I’d joined ArtNetDLR earlier in the year because it’s a local forum for professional artists who are themselves associated with the Dun Laoghaire Rathdown urban administrative area. I grew up here and will probably die here but I worked elsewhere in the interim. It’s good to have a gateway back into the community. That’s part of what the ArtNetDLR network provides. And so, as a member, I was thinking of Revival when I happened upon a scene that I thought could be a candidate.
I had seen the potential for a nice sunset and took a camera for a walk to the elevated viewpoint beside the Obelisk. I met another photographer en route who had the same thought. We chatted and once at the top, we watched and snapped as the setting of the sun was rendered dark and moody by banks of cloud that formed over Dublin. And then came sunbeams.

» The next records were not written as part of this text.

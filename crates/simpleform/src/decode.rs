//! Decoding of flat field names into nested values.
//!
//! `address.city=Paris` becomes `{"address": {"city": "Paris"}}` and
//! `tags-0=a&tags-1=b` becomes `{"tags": ["a", "b"]}`. The two combine, as in
//! `people-0.name`.
//!
//! A name used both as a plain field and as a container (`a=1&a.b=2`, or
//! `a-0=1&a.b=2`) is a conflict and fails the decode.

use std::collections::BTreeMap;

use serde_json::{Map, Value};
use simpleform_http::Params;
use thiserror::Error;

/// Submitted names that cannot share one nested value.
#[derive(Debug, Clone, PartialEq, Eq, Error)]
#[error("Conflicting values submitted for {field}")]
pub struct DecodeConflict {
    /// The parameter name that collided with an earlier one.
    pub field: String,
}

enum Node {
    Leaf(Vec<String>),
    Dict(Vec<(String, Node)>),
    List(BTreeMap<usize, Node>),
}

enum Step {
    Key(String),
    Index(usize),
}

fn parse_path(name: &str, dict_char: char, list_char: char) -> Vec<Step> {
    let mut steps = Vec::new();
    for segment in name.split(dict_char) {
        let mut parts = segment.split(list_char);
        let head = parts.next().unwrap_or_default();
        let indices: Option<Vec<usize>> = parts.map(|p| p.parse::<usize>().ok()).collect();
        match indices {
            Some(indices) if !indices.is_empty() && !head.is_empty() => {
                steps.push(Step::Key(head.to_string()));
                steps.extend(indices.into_iter().map(Step::Index));
            }
            _ => steps.push(Step::Key(segment.to_string())),
        }
    }
    steps
}

impl Node {
    /// Inserts `value` at `steps`; `false` when the path clashes with an
    /// existing value of another shape.
    fn insert(&mut self, steps: &[Step], value: &str) -> bool {
        let Some((step, rest)) = steps.split_first() else {
            return match self {
                Self::Leaf(values) => {
                    values.push(value.to_string());
                    true
                }
                _ => false,
            };
        };

        let child = match step {
            Step::Key(key) => {
                if matches!(self, Self::Leaf(values) if values.is_empty()) {
                    *self = Self::Dict(Vec::new());
                }
                let Self::Dict(entries) = self else {
                    return false;
                };
                let position = match entries.iter().position(|(k, _)| k == key) {
                    Some(position) => position,
                    None => {
                        entries.push((key.clone(), Self::Leaf(Vec::new())));
                        entries.len() - 1
                    }
                };
                &mut entries[position].1
            }
            Step::Index(index) => {
                if matches!(self, Self::Leaf(values) if values.is_empty()) {
                    *self = Self::List(BTreeMap::new());
                }
                let Self::List(items) = self else {
                    return false;
                };
                items.entry(*index).or_insert_with(|| Self::Leaf(Vec::new()))
            }
        };
        child.insert(rest, value)
    }

    fn into_value(self) -> Value {
        match self {
            Self::Leaf(mut values) => {
                if values.len() == 1 {
                    Value::String(values.remove(0))
                } else {
                    Value::Array(values.into_iter().map(Value::String).collect())
                }
            }
            Self::Dict(entries) => Value::Object(
                entries
                    .into_iter()
                    .map(|(key, node)| (key, node.into_value()))
                    .collect(),
            ),
            Self::List(items) => Value::Array(items.into_values().map(Node::into_value).collect()),
        }
    }
}

/// Decodes flat parameter names into a nested JSON object.
///
/// Keys are split on `dict_char` into nested objects and on `list_char`
/// followed by a number into list positions. List positions are sorted and
/// gaps are closed. A key submitted several times becomes an array.
///
/// # Errors
///
/// Returns [`DecodeConflict`] when a name is used both for a plain value and
/// for a nested object or list.
pub fn variable_decode(
    params: &Params,
    dict_char: char,
    list_char: char,
) -> Result<Map<String, Value>, DecodeConflict> {
    let mut root = Node::Dict(Vec::new());
    for (name, value) in params.iter() {
        let steps = parse_path(name, dict_char, list_char);
        if !root.insert(&steps, value) {
            return Err(DecodeConflict {
                field: name.to_string(),
            });
        }
    }
    match root.into_value() {
        Value::Object(map) => Ok(map),
        _ => Ok(Map::new()),
    }
}

#[cfg(test)]
mod tests {
    use super::*;
    use serde_json::json;

    fn decode(query: &str) -> Value {
        Value::Object(variable_decode(&Params::parse(query), '.', '-').unwrap())
    }

    fn conflict(query: &str) -> String {
        variable_decode(&Params::parse(query), '.', '-')
            .unwrap_err()
            .field
    }

    #[test]
    fn test_plain_keys() {
        assert_eq!(decode("name=Fred&age=42"), json!({"name": "Fred", "age": "42"}));
    }

    #[test]
    fn test_repeated_keys_become_arrays() {
        assert_eq!(decode("tag=a&tag=b"), json!({"tag": ["a", "b"]}));
    }

    #[test]
    fn test_dict_keys() {
        assert_eq!(
            decode("address.city=Paris&address.zip=75001"),
            json!({"address": {"city": "Paris", "zip": "75001"}})
        );
    }

    #[test]
    fn test_list_indices_sorted_and_compacted() {
        assert_eq!(decode("tags-5=c&tags-0=a&tags-2=b"), json!({"tags": ["a", "b", "c"]}));
    }

    #[test]
    fn test_list_of_dicts() {
        assert_eq!(
            decode("people-0.name=Fred&people-1.name=Barney&people-0.age=40"),
            json!({"people": [{"name": "Fred", "age": "40"}, {"name": "Barney"}]})
        );
    }

    #[test]
    fn test_non_numeric_suffix_is_a_plain_name() {
        assert_eq!(decode("first-name=Fred"), json!({"first-name": "Fred"}));
    }

    #[test]
    fn test_custom_separators() {
        let params = Params::parse("a:b=1&c_0=x");
        assert_eq!(
            Value::Object(variable_decode(&params, ':', '_').unwrap()),
            json!({"a": {"b": "1"}, "c": ["x"]})
        );
    }

    #[test]
    fn test_plain_value_then_container_conflicts() {
        assert_eq!(conflict("a=1&a.b=2"), "a.b");
        assert_eq!(conflict("a=1&a-0=2"), "a-0");
    }

    #[test]
    fn test_container_then_plain_value_conflicts() {
        assert_eq!(conflict("a-0=1&a=2"), "a");
        assert_eq!(conflict("a.b=1&a=2"), "a");
        assert_eq!(conflict("a-0=1&a.b=2"), "a.b");
    }

    #[test]
    fn test_conflict_message() {
        let err = variable_decode(&Params::parse("a=1&a.b=2"), '.', '-').unwrap_err();
        assert_eq!(err.to_string(), "Conflicting values submitted for a.b");
    }
}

My photo was taken from the top of Killiney Hill, from beside the Obelisk that itself can be seen for tens of kilometres from all around the city. The Obelisk was built after the catastrophic winter of 1740 and the appalling famine that followed. Not the famine known globally after millions emigrated, this was a century earlier and may have killed as many as a sixth of the population in Ireland alone.
The scene I saw was very different than would have been seen by its builders in 1742. Every day, the Dublin Waste to Energy site recycles some of the 600,000 tonnes of annual waste that no longer goes to landfill. Some 50,000 homes are powered by this waste and that evening in June, there was a stream of white vapour picked out by sunbeams. The white puff seemed to be announcing change, the chimney itself almost invisible but for a twinkle of red warning lights. The disused Pigeon House chimneys and the church spires and cranes in the foreground all pointed to the heavens illuminated by transfiguring sunlight from the west. The sea shimmered in the golden hour light and I had to stop down the exposure in order to capture the steam without over exposing the image.

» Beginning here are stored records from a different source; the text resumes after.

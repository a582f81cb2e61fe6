//! Helpers for inspecting submitted JSON values.

use serde_json::Value;

/// Returns whether a value counts as "nothing submitted".
///
/// Missing keys, `null`, the empty string and empty arrays/objects are empty.
/// Whitespace is not: strip it first if it should be.
pub fn is_empty(value: Option<&Value>) -> bool {
    match value {
        None | Some(Value::Null) => true,
        Some(Value::String(s)) => s.is_empty(),
        Some(Value::Array(items)) => items.is_empty(),
        Some(Value::Object(map)) => map.is_empty(),
        Some(Value::Bool(_) | Value::Number(_)) => false,
    }
}

/// Returns whether a value is truthy: non-empty, non-zero and not `false`.
pub fn is_truthy(value: Option<&Value>) -> bool {
    match value {
        Some(Value::Bool(b)) => *b,
        Some(Value::Number(n)) => n.as_f64().is_some_and(|f| f != 0.0),
        other => !is_empty(other),
    }
}

/// Renders a value the way it appears in an HTML attribute.
///
/// `null` has no text; compound values fall back to their JSON text.
pub fn value_text(value: &Value) -> Option<String> {
    match value {
        Value::Null => None,
        Value::String(s) => Some(s.clone()),
        Value::Bool(b) => Some(b.to_string()),
        Value::Number(n) => Some(n.to_string()),
        other => Some(other.to_string()),
    }
}

/// Returns whether `candidate` is `value`, or one of its items when `value`
/// holds several selections.
pub(crate) fn selects(value: Option<&Value>, candidate: &str) -> bool {
    match value {
        Some(Value::Array(items)) => items
            .iter()
            .any(|item| value_text(item).as_deref() == Some(candidate)),
        Some(single) => value_text(single).as_deref() == Some(candidate),
        None => false,
    }
}

#[cfg(test)]
mod tests {
    use super::*;
    use serde_json::json;

    #[test]
    fn test_is_empty() {
        assert!(is_empty(None));
        assert!(is_empty(Some(&Value::Null)));
        assert!(is_empty(Some(&json!(""))));
        assert!(is_empty(Some(&json!([]))));
        assert!(is_empty(Some(&json!({}))));
        assert!(!is_empty(Some(&json!(" "))));
        assert!(!is_empty(Some(&json!(0))));
        assert!(!is_empty(Some(&json!(false))));
    }

    #[test]
    fn test_is_truthy() {
        assert!(is_truthy(Some(&json!(true))));
        assert!(is_truthy(Some(&json!("0"))));
        assert!(is_truthy(Some(&json!(3))));
        assert!(!is_truthy(Some(&json!(false))));
        assert!(!is_truthy(Some(&json!(0))));
        assert!(!is_truthy(Some(&json!(""))));
        assert!(!is_truthy(None));
    }

    #[test]
    fn test_value_text() {
        assert_eq!(value_text(&json!("Fred")), Some("Fred".to_string()));
        assert_eq!(value_text(&json!(42)), Some("42".to_string()));
        assert_eq!(value_text(&json!(true)), Some("true".to_string()));
        assert_eq!(value_text(&Value::Null), None);
    }

    #[test]
    fn test_selects() {
        assert!(selects(Some(&json!("a")), "a"));
        assert!(selects(Some(&json!(["a", "b"])), "b"));
        assert!(selects(Some(&json!(2)), "2"));
        assert!(!selects(Some(&json!(["a", "b"])), "c"));
        assert!(!selects(None, "a"));
    }
}
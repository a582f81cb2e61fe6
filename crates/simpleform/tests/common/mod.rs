#![allow(dead_code)]

use simpleform::{Bind, Form, NotEmpty, Request, Schema, Session};

pub const CSRF_TOKEN: &str = "csrft";

/// A schema with a single required `name` field.
pub fn simple_schema() -> Schema {
    Schema::new().field("name", NotEmpty::new())
}

pub fn get_request() -> Request {
    Request::get("/").session(Session::with_csrf_token(CSRF_TOKEN))
}

pub fn post_request(body: &str) -> Request {
    Request::post("/")
        .form_body(body)
        .session(Session::with_csrf_token(CSRF_TOKEN))
}

/// A form over `simple_schema` with `name` pre-filled.
pub fn form_with_name<'r>(request: &'r Request, name: serde_json::Value) -> Form<'r> {
    Form::builder(request)
        .schema(simple_schema())
        .default_value("name", name)
        .build()
        .unwrap_or_else(|e| panic!("failed to build form: {e}"))
}

#[derive(Bind, Debug, Default, Clone, PartialEq)]
pub struct SimpleObj {
    pub name: Option<String>,
}

impl SimpleObj {
    pub fn named(name: &str) -> Self {
        Self {
            name: Some(name.to_string()),
        }
    }
}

What to do about the bank of near-black cloud at the top of the scene? It was like a celestial floor seen from below. Others might have cropped it out but I wanted to keep the photo-realism intact. And so my image is a layered, brownish, goldish shot of Dublin’s energy revival, our waste replacing coal and oil as fuel.
I have other pictures with a similar palette and I think they lend themselves to being printed on textile and framed in dark wood. And that’s what I chose for Recycle. I produced it as a framed print made on stretched textile. And my standard is to limit such framed editions to 9.
The earlier photos are in chapbooks. As I wrote, they are also framed and printed on a synthetic textile using dye sublimation.
- The Muglins: The boat and lighthouse were covered in my post Fog Rises. I called it Rowers Rest.
- Harbour: I called the pier picture Pier Today in the post Authority or Opinion but I didn’t explain the picture; that’s for another time perhaps. I later changed the title to the more descriptive Pier Walkers because I lost confidence in my original punning title (Pier Today, gone tomorrow).